Again, feminism (as in “let’s figure out where women are disadvantaged and fix it”) - cool. Masculism (as in the same but about men) - amazing. But we can’t have one of them and hope for it to fix stuff for everyone. Either we go united for an actual antisexism, or we need both to be balanced. What happens here is the subversion of the men movements into yet another feminist space. We have enough of that.

This space was created as a space to deal with men issues through the lens of feminism. While you claim that feminism is "as in “let’s figure out where women are disadvantaged and fix it” - it is a sociological framework that explains social hierarchy and power structures, that grew over long period of time and gave power to a specific group of people, while disenfranchising other groups to different degrees. This framework can be used to understand problems quite a lot people face today (men and women) but is obviously not a theory of everything. It does not deal with all issues men and women encounter in a modern world. You are free to create your own space for men issues to analyse them from a different point of view. But in my experience such places often deteriorate into basic misogyny.

It is true that the top positions are predominantly taken by men.

How come?

yet comes with an answer that feminism (a movement that strongly boasts female voices over male, and often doesn’t consider men as actual allies) will magically resolve it without active men’s contributions by dismantling patriarchy.

I doubt that this is the conses opinion on this sub - you will have to present some evidence for this claim.

Men are not invited to resolve issues that directly concern them; they are instead forced into the roles feminists have made for them, and this doesn’t work because men have issues and considerations of their own that are not addressed.

Who exactly is stopping men from being involved in resolving their issues? Feminists?
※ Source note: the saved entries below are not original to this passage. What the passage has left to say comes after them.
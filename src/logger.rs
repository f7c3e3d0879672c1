//! Logging utilities with colored output.
//!
//! This module provides:
//! - `log!` macro for formatted terminal output with colored prefixes
//! - `debug!` macro for output that only shows up with `--verbose`
//! - `notice` for user-facing warnings that must not be missed
//!
//! # Example
//!
//! ```ignore
//! log!("sync"; "{} new assets", count);
//! debug!("scan"; "skipping {}", path.display());
//! ```

use crossterm::{
    execute,
    terminal::{Clear, ClearType},
};
use owo_colors::{OwoColorize, Stream, Style};
use std::{
    io::{Write, stderr, stdout},
    sync::atomic::{AtomicBool, Ordering},
};

/// Global verbose flag (set by --verbose CLI argument)
static VERBOSE: AtomicBool = AtomicBool::new(false);

/// Set verbose mode globally
pub fn set_verbose(v: bool) {
    VERBOSE.store(v, Ordering::SeqCst);
}

/// Check if verbose mode is enabled
pub fn is_verbose() -> bool {
    VERBOSE.load(Ordering::SeqCst)
}

// ============================================================================
// Log Macro
// ============================================================================

/// Log a message with a colored module prefix
///
/// # Usage
/// ```ignore
/// log!("module"; "message with {} formatting", args);
/// ```
#[macro_export]
macro_rules! log {
    ($module:expr; $($arg:tt)*) => {{
        $crate::logger::log($module, &format!($($arg)*))
    }};
}

/// Log a debug message (only shown when --verbose is enabled)
///
/// # Usage
/// ```ignore
/// debug!("module"; "debug info: {}", value);
/// ```
#[macro_export]
macro_rules! debug {
    ($module:expr; $($arg:tt)*) => {{
        if $crate::logger::is_verbose() {
            $crate::logger::log($module, &format!($($arg)*))
        }
    }};
}

// ============================================================================
// Helper Functions
// ============================================================================

/// Log a message with a colored module prefix
#[inline]
pub fn log(module: &str, message: &str) {
    let module_lower = module.to_ascii_lowercase();
    let prefix = colorize_prefix(module, &module_lower);

    let mut stdout = stdout().lock();
    execute!(stdout, Clear(ClearType::UntilNewLine)).ok();
    writeln!(stdout, "{prefix} {message}").ok();
    stdout.flush().ok();
}

/// Print a notice to stderr with a warning prefix and an indented detail block.
///
/// Used where the host application would pop up an info dialog.
pub fn notice(summary: &str, detail: &str) {
    let prefix = colorize_prefix_for("warning", "warning", Stream::Stderr);

    let mut stderr = stderr().lock();
    writeln!(stderr, "{prefix} {summary}").ok();
    for line in detail.lines() {
        writeln!(stderr, "  {}", paint(line, Style::new().dimmed(), Stream::Stderr)).ok();
    }
    stderr.flush().ok();
}

/// Apply `style` to `text` if `stream` supports color (or `--color` forces it).
pub fn paint(text: &str, style: Style, stream: Stream) -> String {
    text.if_supports_color(stream, |t| t.style(style))
        .to_string()
}

/// Apply color to a module prefix based on module type
#[inline]
fn colorize_prefix(module: &str, module_lower: &str) -> String {
    colorize_prefix_for(module, module_lower, Stream::Stdout)
}

fn colorize_prefix_for(module: &str, module_lower: &str, stream: Stream) -> String {
    let style = match module_lower {
        "sync" => Style::new().bright_blue(),
        "toggle" => Style::new().bright_green(),
        "error" => Style::new().bright_red(),
        "warning" => Style::new().bright_magenta(),
        _ => Style::new().bright_yellow(),
    };
    paint(&format!("[{module}]"), style.bold(), stream)
}

// ============================================================================
// Tests
// ============================================================================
I don’t see how - you will have to elaborate on this one.

The point I raise is not that giving women a seat removed it from men in itself, but that feminism tries to sit on two chairs, claiming to be for equality and at the same time doing everything to show only female voices count, because men are presumably “powerful anyway” and don’t need to be heard out.

We seem to have a very different understand and view on feminism and what it’s about.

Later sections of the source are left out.